В письмах матери, сохраненных теткой в Воркутинских лагерях, тоже отсутствует переписка до 1954 года. Феномен этот для меня – полная загадка. Предложить могу только такое, довольно парадоксальное объяснение: писать смели, а хранить боялись. Спросить не у кого. Софья Самойловна ушла из жизни на два месяца раньше младшей своей сестры – в январе 1991-го.

Зато с 4 января 1954-го по 19 октября 1955-го писем около 40 штук. Привожу отрывки только трех:

«12.05.1954 (дата по штемпелю)

Из Москвы, г. Воркута Коми АССР л-к п-я № 223-33р

Любимая моя! Кажется, уже смогу писать тебе спокойнее и чаще. Что-то явно сдвинулось с мертвой точки и начался рассвет. Из моей записочки в последней посылке ты уже знаешь, что Евг. Льв. возвращается в Москву. Дело его пересмотрено Воен. Колл. (хотя решало его ОСО[2]), и он полностью реабилитирован. Ждем его в этом месяце. Таких счастливых, как Таня, становится все больше и больше. Сегодня я была на приеме. Со мной уже разговаривали иначе, я оставила там заявление и теперь уже никак не смогу получить тот же ответ, что и раньше, т. к. многие аналогичные дела подняты из-под спуда.

Я очень обрадовалась возможности прожить у тебя неделю, но должна сказать со всей большевистской прямотой, что у меня нет никакого желания этой возможностью пользоваться. Не думай, что я уже стала такой оптимисткой, даже, скорее всего, я еще смогу в августе побывать на Севере, но это уж если и будет, то заключительный этап.

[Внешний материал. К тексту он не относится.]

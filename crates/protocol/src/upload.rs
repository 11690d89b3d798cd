//! Execution-time projections of staged assets.

use std::path::PathBuf;

use serde::{Deserialize, Serialize};

use crate::ids::{AssetIdentifier, ContentId, ContentIdentifier, ProjectRef};
use crate::records::Metadata;
use crate::types::UploadStatus;

/// A local file and where it lands inside the remote record.
#[derive(Debug, Clone, PartialEq, Eq, Serialize, Deserialize)]
#[serde(rename_all = "camelCase")]
pub struct UploadFile {
    pub source: PathBuf,
    /// Forward-slash path relative to the record root.
    pub destination: String,
    #[serde(default)]
    pub size: u64,
}

/// Immutable snapshot of one asset to upload.
#[derive(Debug, Clone, PartialEq, Serialize, Deserialize)]
#[serde(rename_all = "camelCase")]
pub struct UploadAsset {
    pub name: String,
    pub identifier: ContentIdentifier,
    pub status: UploadStatus,
    /// Existing record that receives a new version (Override only).
    #[serde(default, skip_serializing_if = "Option::is_none")]
    pub existing: Option<AssetIdentifier>,
    pub files: Vec<UploadFile>,
    #[serde(default, skip_serializing_if = "Vec::is_empty")]
    pub tags: Vec<String>,
    /// `Local` entries point at other assets of the same batch.
    #[serde(default, skip_serializing_if = "Vec::is_empty")]
    pub dependencies: Vec<ContentIdentifier>,
    /// Local ids of every dependency, including remotely linked ones.
    #[serde(default, skip_serializing_if = "Vec::is_empty")]
    pub dependency_content_ids: Vec<ContentId>,
    #[serde(default)]
    pub metadata: Metadata,
    #[serde(default)]
    pub diff_summary: String,
    pub target_project: ProjectRef,
    #[serde(default, skip_serializing_if = "Option::is_none")]
    pub target_collection: Option<String>,
}

impl UploadAsset {
    /// Local content id of this asset.
    ///
    /// Projections are always built from local nodes, so a remote
    /// identifier here has no content id.
    pub fn content_id(&self) -> Option<&ContentId> {
        self.identifier.content_id()
    }

    pub fn total_size(&self) -> u64 {
        self.files.iter().map(|f| f.size).sum()
    }

    /// Content ids of the batch-local dependencies.
    pub fn local_dependencies(&self) -> impl Iterator<Item = &ContentId> {
        self.dependencies.iter().filter_map(ContentIdentifier::content_id)
    }
}

/// Request to create a brand new record.
#[derive(Debug, Clone, PartialEq, Serialize, Deserialize)]
#[serde(rename_all = "camelCase")]
pub struct CreateAssetRequest {
    pub project: ProjectRef,
    #[serde(default, skip_serializing_if = "Option::is_none")]
    pub collection: Option<String>,
    pub name: String,
    #[serde(default, skip_serializing_if = "Vec::is_empty")]
    pub tags: Vec<String>,
}

/// Name, tags and metadata pushed onto an unfrozen version.
#[derive(Debug, Clone, PartialEq, Serialize, Deserialize)]
#[serde(rename_all = "camelCase")]
pub struct AssetUpdate {
    pub name: String,
    #[serde(default, skip_serializing_if = "Vec::is_empty")]
    pub tags: Vec<String>,
    #[serde(default)]
    pub metadata: Metadata,
}
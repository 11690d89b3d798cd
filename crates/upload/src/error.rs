//! Upload error types.

use assetstage_protocol::ContentId;
use assetstage_staging::{RepositoryError, StagingError};

/// Errors that abort an upload batch.
#[derive(Debug, thiserror::Error)]
pub enum UploadError {
    #[error("{asset} depends on {dependency}, which is not part of the batch")]
    DanglingDependency {
        asset: ContentId,
        dependency: ContentId,
    },

    #[error("repository error: {0}")]
    Repository(#[from] RepositoryError),

    #[error("staging error: {0}")]
    Staging(#[from] StagingError),

    #[error("cancelled")]
    Cancelled,
}

impl UploadError {
    /// `true` when the batch stopped because it was cancelled, not because
    /// something failed.
    pub fn is_cancelled(&self) -> bool {
        matches!(
            self,
            Self::Cancelled
                | Self::Repository(RepositoryError::Cancelled)
                | Self::Staging(StagingError::Cancelled)
        )
    }
}
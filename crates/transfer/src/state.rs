use std::path::Path;

use chrono::{DateTime, Utc};

use crate::{TransferError, calculate_file_checksum};

/// Snapshot of a local file used for change detection.
#[derive(Debug, Clone, PartialEq, Eq)]
pub struct FileState {
    pub size: u64,
    pub modified: DateTime<Utc>,
    /// Present only when the checksum was requested.
    pub checksum: Option<String>,
}

/// Reads size and modification time of `path`, hashing it if asked.
///
/// Blocking; call from `spawn_blocking` in async contexts.
pub fn read_file_state(path: &Path, with_checksum: bool) -> Result<FileState, TransferError> {
    let metadata = std::fs::metadata(path)?;
    if !metadata.is_file() {
        return Err(TransferError::InvalidPath(format!(
            "not a file: {}",
            path.display()
        )));
    }

    let modified: DateTime<Utc> = metadata.modified()?.into();
    let checksum = if with_checksum {
        Some(calculate_file_checksum(path)?)
    } else {
        None
    };

    Ok(FileState {
        size: metadata.len(),
        modified,
        checksum,
    })
}
//! Project index backed by a JSON manifest.
//!
//! ```json
//! {
//!   "assets": [
//!     { "id": "hero", "path": "Assets/Hero.prefab", "dependencies": ["mat"] },
//!     { "id": "mat", "path": "Assets/Hero.mat", "extraFiles": ["Assets/Hero.mat.meta"] },
//!     { "id": "chars", "path": "Assets/Characters", "contents": ["hero"] }
//!   ],
//!   "satellites": ["Scripts/Hero.cs"]
//! }
//! ```
//!
//! Paths are relative to the project root.

use std::collections::{HashMap, HashSet};
use std::path::{Path, PathBuf};

use anyhow::Context;
use assetstage_protocol::{AssetIdentifier, ContentId};
use assetstage_staging::LocalProjectIndex;
use assetstage_transfer::normalize_path_key;
use serde::{Deserialize, Serialize};

#[derive(Debug, Clone, Serialize, Deserialize)]
#[serde(rename_all = "camelCase")]
pub struct ManifestEntry {
    pub id: ContentId,
    pub path: PathBuf,
    #[serde(default, skip_serializing_if = "Option::is_none")]
    pub name: Option<String>,
    #[serde(default, skip_serializing_if = "Vec::is_empty")]
    pub dependencies: Vec<ContentId>,
    #[serde(default, skip_serializing_if = "Vec::is_empty")]
    pub extra_files: Vec<PathBuf>,
    /// Present only on containers.
    #[serde(default, skip_serializing_if = "Option::is_none")]
    pub contents: Option<Vec<ContentId>>,
    /// Remote record this item was imported from.
    #[serde(default, skip_serializing_if = "Option::is_none")]
    pub remote: Option<AssetIdentifier>,
}

#[derive(Debug, Clone, Default, Serialize, Deserialize)]
pub struct Manifest {
    #[serde(default)]
    pub assets: Vec<ManifestEntry>,
    #[serde(default)]
    pub satellites: Vec<PathBuf>,
}

/// [`LocalProjectIndex`] over a parsed [`Manifest`].
#[derive(Debug)]
pub struct ManifestIndex {
    root: PathBuf,
    entries: HashMap<ContentId, ManifestEntry>,
    by_path: HashMap<String, ContentId>,
    satellites: Vec<PathBuf>,
}

impl ManifestIndex {
    pub fn new(root: impl Into<PathBuf>, manifest: Manifest) -> Self {
        let root = root.into();
        let mut entries = HashMap::new();
        let mut by_path = HashMap::new();
        for entry in manifest.assets {
            by_path.insert(normalize_path_key(&root.join(&entry.path)), entry.id.clone());
            if let Some(previous) = entries.insert(entry.id.clone(), entry) {
                tracing::warn!(id = %previous.id, "duplicate manifest entry, keeping the last one");
            }
        }
        let satellites = manifest.satellites.iter().map(|p| root.join(p)).collect();
        Self {
            root,
            entries,
            by_path,
            satellites,
        }
    }

    /// Reads the manifest at `path`.
    pub fn load(root: impl Into<PathBuf>, path: &Path) -> anyhow::Result<Self> {
        let content = std::fs::read_to_string(path)
            .with_context(|| format!("failed to read manifest {}", path.display()))?;
        let manifest: Manifest = serde_json::from_str(&content)
            .with_context(|| format!("invalid manifest {}", path.display()))?;
        let index = Self::new(root, manifest);
        tracing::debug!(path = %path.display(), assets = index.entries.len(), "manifest loaded");
        Ok(index)
    }

    pub fn len(&self) -> usize {
        self.entries.len()
    }

    pub fn is_empty(&self) -> bool {
        self.entries.is_empty()
    }
}

impl LocalProjectIndex for ManifestIndex {
    fn project_root(&self) -> &Path {
        &self.root
    }

    fn id_to_path(&self, id: &ContentId) -> Option<PathBuf> {
        self.entries.get(id).map(|e| self.root.join(&e.path))
    }

    fn path_to_id(&self, path: &Path) -> Option<ContentId> {
        let absolute = if path.is_absolute() {
            path.to_path_buf()
        } else {
            self.root.join(path)
        };
        self.by_path.get(&normalize_path_key(&absolute)).cloned()
    }

    fn display_name(&self, id: &ContentId) -> Option<String> {
        let entry = self.entries.get(id)?;
        entry.name.clone().or_else(|| {
            entry
                .path
                .file_stem()
                .map(|stem| stem.to_string_lossy().into_owned())
        })
    }

    fn list_container_contents(&self, id: &ContentId) -> Option<Vec<ContentId>> {
        self.entries.get(id)?.contents.clone()
    }

    fn list_dependencies(&self, id: &ContentId, recursive: bool) -> Vec<ContentId> {
        let Some(entry) = self.entries.get(id) else {
            return Vec::new();
        };
        if !recursive {
            return entry.dependencies.clone();
        }

        let mut out = Vec::new();
        let mut seen = HashSet::from([id.clone()]);
        let mut stack: Vec<&ContentId> = entry.dependencies.iter().rev().collect();
        while let Some(dep) = stack.pop() {
            if !seen.insert(dep.clone()) {
                continue;
            }
            out.push(dep.clone());
            if let Some(next) = self.entries.get(dep) {
                stack.extend(next.dependencies.iter().rev());
            }
        }
        out
    }

    fn extra_files(&self, id: &ContentId) -> Vec<PathBuf> {
        self.entries
            .get(id)
            .map(|e| e.extra_files.iter().map(|p| self.root.join(p)).collect())
            .unwrap_or_default()
    }

    fn list_satellite_files(&self) -> Vec<PathBuf> {
        self.satellites.clone()
    }

    fn remote_identity(&self, id: &ContentId) -> Option<AssetIdentifier> {
        self.entries.get(id)?.remote.clone()
    }
}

Я еще не писала тебе о моем разговоре с Костей, который состоялся первого мая.

Дело в том, что он тут же после праздников отправился на Украину (на торжества) и мою просьбу сможет вы полнить после приезда, т. е. после 16-го. Вообще разговор с ним мне кое-что дал. Он не сомневается, что в течение какого-то времени все от начала до конца будет перелицовано, даже больше, на этот счет есть совершенно определенное решение, которое и проводится в жизнь. (…) Ты себе не можешь представить, как Костя изменился. У него ничего не осталось от того человека, которого мы с тобой знали. Ведь я последние годы очень редко с ним общалась, и то на какие-то несколько минут, так что мне это перерождение бросается в глаза не меньше, чем бросилось бы тебе. Его сегодняшний облик куда менее приятен, даже просто несравним с тем, что был когда-то. Дело не только в зрелости (вернее, старости, хотя он и молод), не только в умудренности жизненным опытом, знатности, благополучии – нет, просто все иначе. Ну, бог с ним, пусть живет как может, или как хочет.

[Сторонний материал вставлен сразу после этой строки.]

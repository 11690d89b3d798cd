//! Baselines of records currently imported into the local project.

use std::collections::HashMap;
use std::path::Path;
use std::sync::{PoisonError, RwLock, RwLockReadGuard, RwLockWriteGuard};

use assetstage_protocol::{AssetIdentifier, ContentId, ImportedAssetInfo, ProjectRef};

use crate::error::StagingError;

/// Read/write access to the "currently imported" baseline per record.
pub trait ImportedAssetTracker: Send + Sync {
    /// Baseline of the record, whatever version was imported.
    fn get(&self, asset: &AssetIdentifier) -> Option<ImportedAssetInfo>;

    /// Baseline imported for a local content item within `project`.
    fn find_by_content(&self, content_id: &ContentId, project: &ProjectRef)
    -> Option<ImportedAssetInfo>;

    /// Records `info` as the new baseline of its record.
    fn track(&self, info: ImportedAssetInfo) -> Result<(), StagingError>;

    fn untrack(&self, asset: &AssetIdentifier) -> Option<ImportedAssetInfo>;
}

fn record_key(id: &AssetIdentifier) -> String {
    format!("{}/{}/{}", id.organization_id, id.project_id, id.asset_id)
}

/// In-memory tracker with JSON persistence.
#[derive(Debug, Default)]
pub struct MemoryTracker {
    entries: RwLock<HashMap<String, ImportedAssetInfo>>,
}

impl MemoryTracker {
    pub fn new() -> Self {
        Self::default()
    }

    // Every write is a single map operation, so a poisoned lock still
    // guards a consistent map.
    fn read(&self) -> RwLockReadGuard<'_, HashMap<String, ImportedAssetInfo>> {
        self.entries.read().unwrap_or_else(PoisonError::into_inner)
    }

    fn write(&self) -> RwLockWriteGuard<'_, HashMap<String, ImportedAssetInfo>> {
        self.entries.write().unwrap_or_else(PoisonError::into_inner)
    }

    /// Loads baselines from a JSON file; a missing file yields an empty tracker.
    pub fn load(path: &Path) -> Result<Self, StagingError> {
        if !path.exists() {
            return Ok(Self::new());
        }
        let content = std::fs::read_to_string(path)?;
        let infos: Vec<ImportedAssetInfo> = serde_json::from_str(&content)?;
        let tracker = Self::new();
        {
            let mut entries = tracker.write();
            for info in infos {
                entries.insert(record_key(&info.identifier), info);
            }
        }
        Ok(tracker)
    }

    /// Writes every baseline to `path` as pretty JSON.
    pub fn save(&self, path: &Path) -> Result<(), StagingError> {
        if let Some(parent) = path.parent() {
            std::fs::create_dir_all(parent)?;
        }
        let mut infos = self.all();
        infos.sort_by(|a, b| a.identifier.cmp(&b.identifier));
        let json = serde_json::to_string_pretty(&infos)?;
        std::fs::write(path, json)?;
        tracing::debug!(path = %path.display(), count = infos.len(), "import baselines saved");
        Ok(())
    }

    pub fn all(&self) -> Vec<ImportedAssetInfo> {
        self.read().values().cloned().collect()
    }

    pub fn len(&self) -> usize {
        self.read().len()
    }

    pub fn is_empty(&self) -> bool {
        self.len() == 0
    }
}

impl ImportedAssetTracker for MemoryTracker {
    fn get(&self, asset: &AssetIdentifier) -> Option<ImportedAssetInfo> {
        self.read().get(&record_key(asset)).cloned()
    }

    fn find_by_content(
        &self,
        content_id: &ContentId,
        project: &ProjectRef,
    ) -> Option<ImportedAssetInfo> {
        self.read()
            .values()
            .filter(|info| &info.content_id == content_id && &info.project() == project)
            .max_by_key(|info| info.imported_at)
            .cloned()
    }

    fn track(&self, info: ImportedAssetInfo) -> Result<(), StagingError> {
        let mut entries = self.write();
        entries.insert(record_key(&info.identifier), info);
        Ok(())
    }

    fn untrack(&self, asset: &AssetIdentifier) -> Option<ImportedAssetInfo> {
        self.write().remove(&record_key(asset))
    }
}
//! File state for staging: checksums, modification timestamps and
//! normalized path keys.

mod checksum;
mod paths;
mod state;

pub use checksum::{calculate_file_checksum, checksum_bytes};
pub use paths::{normalize_path_key, to_forward_slashes, validate_destination_path};
pub use state::{FileState, read_file_state};

/// Errors produced by the transfer crate.
#[derive(Debug, thiserror::Error)]
pub enum TransferError {
    #[error("I/O error: {0}")]
    Io(#[from] std::io::Error),

    #[error("invalid path: {0}")]
    InvalidPath(String),
}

Вот только жаль, что Алексейка это все понимает и очень многое в отце вызывает у него резкую отрицательную реакцию, многое не нравится, но он настолько стал взрослый, что убеждать его в чем-нибудь я уже не могу. (…)

Сонюрик, дорогая, я, правда, теперь писать буду чаще, про все, про всех и подробно. Стало немного легче на душе. А то уж очень было худо. Я все про себя понимаю, какая я есть св… и эгоистка. Не сердись, моя родная, любимая, я только тобой живу и только о тебе думаю. Целую тебя, целую твои усталые руки, будь молодцом, до конца уже немного осталось. Обязательно отправь заявление, если до сих пор этого не сделала. Следи за собой и пиши нам…».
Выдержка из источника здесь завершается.